The platform uses AWS-backed APIs for authentication and content management, with signed request workflows implemented through aws4fetch where configured.

First Time Setup Guide

Prerequisites: A current Node.js (LTS) and npm (the repo is a Vite + React + TypeScript app; no root .env.example is committed, so you will create env files yourself).

1. Install dependencies

From the project root: npm install.

2. Environment variables

The app expects a base API URL for data and admin:

  • Set VITE_API_URL to the origin of your deployed API (no trailing path segment issues; code uses `${VITE_API_URL}/pins`, etc.).
  • If it is missing at build/dev time, fetches can produce invalid URLs (e.g. undefined/pins), so the map and editor will not load locations until this is set correctly.

docs/PROJECT.md also documents optional VITE_AWS_ACCESS_KEY_ID, VITE_AWS_SECRET_ACCESS_KEY, and VITE_AWS_REGION for AWS request signing in setups that use aws4fetch / IAM signing. The map and editor paths in the current tree use plain fetch to `${VITE_API_URL}/pins`; whether your API requires SigV4 or CORS depends on the API Gateway / Lambda you point at, not on the Vite file alone.

3. Local API during development

vite.config.ts proxies /pins to http://localhost:3000. That only helps if the browser actually requests the dev server for /pins (e.g. VITE_API_URL set to your Vite dev origin such as http://localhost:5173, or a relative base that resolves there). If VITE_API_URL is a different host, traffic goes there directly and the proxy is unused; then either run your API on the URL you set or use a full URL to a deployed stage.

4. Start the app

npm run dev starts the Vite dev server (default port 5173 unless changed). Open the URL Vite prints in the browser.

Poster

Virtual Soils Project Poster

Development Team

Kai Zhang - Developer

Riddhima Gupta - Developer

Kieren Stewart - Developer

Khushi Narang - Developer

Amy Yiqin Li - Designer

Dante Cerrone - Staff Developer

Bibliography

- https://github.com/mkkellogg/GaussianSplats3D

License

MIT License

Copyright (c) 2026 University of British Columbia

Permission is hereby granted, free of charge, to any person obtaining a copy of this software and associated documentation files (the "Software"), to deal in the Software without restriction, including without limitation the rights to use, copy, modify, merge, publish, distribute, sublicense, and/or sell copies of the Software, and to permit persons to whom the Software is furnished to do so, subject to the following conditions:

The above copyright notice and this permission notice shall be included in all copies or substantial portions of the Software.

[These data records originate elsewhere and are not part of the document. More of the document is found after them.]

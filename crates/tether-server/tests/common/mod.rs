//! In-process broker fixtures shared by the integration tests.
#![allow(dead_code)]

use std::collections::HashMap;
use std::path::PathBuf;
use std::time::Duration;

use tether_client::{AttachmentReader, ConnectConfig, SessionEvent};
use tether_core::TetherResult;
use tether_server::{BrokerConfig, ProcessSpec, SessionServer};
use tokio::sync::oneshot;
use tokio::task::JoinHandle;
use tokio::time::{sleep, timeout, Instant};

pub const WAIT: Duration = Duration::from_secs(5);

pub struct Running {
    pub socket: PathBuf,
    stop: Option<oneshot::Sender<()>>,
    pub handle: JoinHandle<TetherResult<Option<i32>>>,
    _dir: tempfile::TempDir,
}

impl Running {
    pub async fn stop(mut self) -> Option<i32> {
        if let Some(stop) = self.stop.take() {
            let _ = stop.send(());
        }
        timeout(WAIT, self.handle).await.unwrap().unwrap().unwrap()
    }
}

pub fn sh(script: &str) -> ProcessSpec {
    ProcessSpec {
        program: "/bin/sh".into(),
        args: vec!["-c".into(), script.into()],
        env: HashMap::new(),
        cwd: None,
    }
}

pub async fn start(script: &str) -> Running {
    let dir = tempfile::tempdir().unwrap();
    let socket = dir.path().join("tether-s1.k1.1.sock");
    let mut config = BrokerConfig::new("s1", "k1", socket.clone(), sh(script));
    config.handshake_timeout = Duration::from_secs(1);

    let (stop_tx, stop_rx) = oneshot::channel();
    let handle = tokio::spawn(SessionServer::new(config).run(async {
        let _ = stop_rx.await;
    }));

    let deadline = Instant::now() + WAIT;
    while !socket.exists() {
        assert!(Instant::now() < deadline, "broker never bound its socket");
        sleep(Duration::from_millis(20)).await;
    }
    Running {
        socket,
        stop: Some(stop_tx),
        handle,
        _dir: dir,
    }
}

pub fn as_viewer() -> ConnectConfig {
    ConnectConfig::viewer()
}

pub fn as_controller() -> ConnectConfig {
    ConnectConfig::default()
}

/// Read live output until `needle` shows up.
pub async fn read_until(reader: &mut AttachmentReader, needle: &str) -> String {
    let mut seen = Vec::new();
    let result = timeout(WAIT, async {
        loop {
            match reader.next_event().await.unwrap() {
                SessionEvent::Data(bytes) => {
                    seen.extend_from_slice(&bytes);
                    if String::from_utf8_lossy(&seen).contains(needle) {
                        return;
                    }
                }
                other => panic!("unexpected {other:?} while waiting for {needle:?}"),
            }
        }
    })
    .await;
    let text = String::from_utf8_lossy(&seen).into_owned();
    assert!(result.is_ok(), "timed out waiting for {needle:?}, saw {text:?}");
    text
}

/// Next non-data event.
pub async fn next_control_event(reader: &mut AttachmentReader) -> SessionEvent {
    timeout(WAIT, async {
        loop {
            match reader.next_event().await.unwrap() {
                SessionEvent::Data(_) => continue,
                other => return other,
            }
        }
    })
    .await
    .expect("no event before timeout")
}
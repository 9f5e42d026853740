//! Bounded replay buffer for late-joining connections.
//!
//! Keeps the most recent output of the session's process. Its contents are
//! always a contiguous suffix of everything written, oldest bytes dropped
//! first once capacity is reached.

/// Default replay capacity (256 KiB).
pub const DEFAULT_REPLAY_CAPACITY: usize = 256 * 1024;

/// A fixed-capacity circular byte buffer.
#[derive(Debug)]
pub struct ReplayBuffer {
    buf: Box<[u8]>,
    /// Next write position (wraps around).
    head: usize,
    len: usize,
    total_written: u64,
}

impl ReplayBuffer {
    pub fn new(capacity: usize) -> Self {
        Self {
            buf: vec![0u8; capacity].into_boxed_slice(),
            head: 0,
            len: 0,
            total_written: 0,
        }
    }

    pub fn capacity(&self) -> usize {
        self.buf.len()
    }

    /// Append output, evicting the oldest bytes when full.
    pub fn write(&mut self, data: &[u8]) {
        self.total_written += data.len() as u64;
        let cap = self.capacity();
        if cap == 0 {
            return;
        }

        // Only the tail of an oversized chunk can survive.
        let data = if data.len() > cap {
            &data[data.len() - cap..]
        } else {
            data
        };

        let first = data.len().min(cap - self.head);
        self.buf[self.head..self.head + first].copy_from_slice(&data[..first]);
        let rest = data.len() - first;
        self.buf[..rest].copy_from_slice(&data[first..]);

        self.head = (self.head + data.len()) % cap;
        self.len = (self.len + data.len()).min(cap);
    }

    /// Buffered bytes in chronological order.
    pub fn snapshot(&self) -> Vec<u8> {
        let cap = self.capacity();
        let mut out = Vec::with_capacity(self.len);
        if self.len == 0 {
            return out;
        }
        let start = (self.head + cap - self.len) % cap;
        if start + self.len <= cap {
            out.extend_from_slice(&self.buf[start..start + self.len]);
        } else {
            out.extend_from_slice(&self.buf[start..]);
            out.extend_from_slice(&self.buf[..self.head]);
        }
        out
    }

    pub fn len(&self) -> usize {
        self.len
    }

    pub fn is_empty(&self) -> bool {
        self.len == 0
    }

    /// Total bytes ever written, including evicted ones.
    pub fn total_written(&self) -> u64 {
        self.total_written
    }
}

#[cfg(test)]
mod tests {
    use super::*;

    #[test]
    fn basic_write_read() {
        let mut rb = ReplayBuffer::new(10);
        rb.write(b"hello");
        assert_eq!(rb.snapshot(), b"hello");
        assert_eq!(rb.len(), 5);
    }

    #[test]
    fn wrap_keeps_newest_suffix() {
        let mut rb = ReplayBuffer::new(5);
        rb.write(b"abcde");
        rb.write(b"fg");
        assert_eq!(rb.snapshot(), b"cdefg");
        rb.write(b"hij");
        assert_eq!(rb.snapshot(), b"fghij");
        assert_eq!(rb.total_written(), 10);
    }

    #[test]
    fn oversized_chunk_keeps_tail() {
        let mut rb = ReplayBuffer::new(4);
        rb.write(b"x");
        rb.write(b"0123456789");
        assert_eq!(rb.snapshot(), b"6789");
        assert_eq!(rb.len(), 4);
    }

    #[test]
    fn snapshot_matches_suffix_of_stream() {
        let mut rb = ReplayBuffer::new(7);
        let mut stream = Vec::new();
        for i in 0u8..50 {
            let chunk: Vec<u8> = (0..(i % 4)).map(|j| i.wrapping_mul(3).wrapping_add(j)).collect();
            rb.write(&chunk);
            stream.extend_from_slice(&chunk);
            let keep = stream.len().min(7);
            assert_eq!(rb.snapshot(), &stream[stream.len() - keep..]);
        }
    }

    #[test]
    fn zero_capacity() {
        let mut rb = ReplayBuffer::new(0);
        rb.write(b"test");
        assert!(rb.is_empty());
        assert!(rb.snapshot().is_empty());
    }
}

THE SOFTWARE IS PROVIDED "AS IS", WITHOUT WARRANTY OF ANY KIND, EXPRESS OR IMPLIED, INCLUDING BUT NOT LIMITED TO THE WARRANTIES OF MERCHANTABILITY, FITNESS FOR A PARTICULAR PURPOSE AND NONINFRINGEMENT. IN NO EVENT SHALL THE AUTHORS OR COPYRIGHT HOLDERS BE LIABLE FOR ANY CLAIM, DAMAGES OR OTHER LIABILITY, WHETHER IN AN ACTION OF CONTRACT, TORT OR OTHERWISE, ARISING FROM, OUT OF OR IN CONNECTION WITH THE SOFTWARE OR THE USE OR OTHER DEALINGS IN THE SOFTWARE.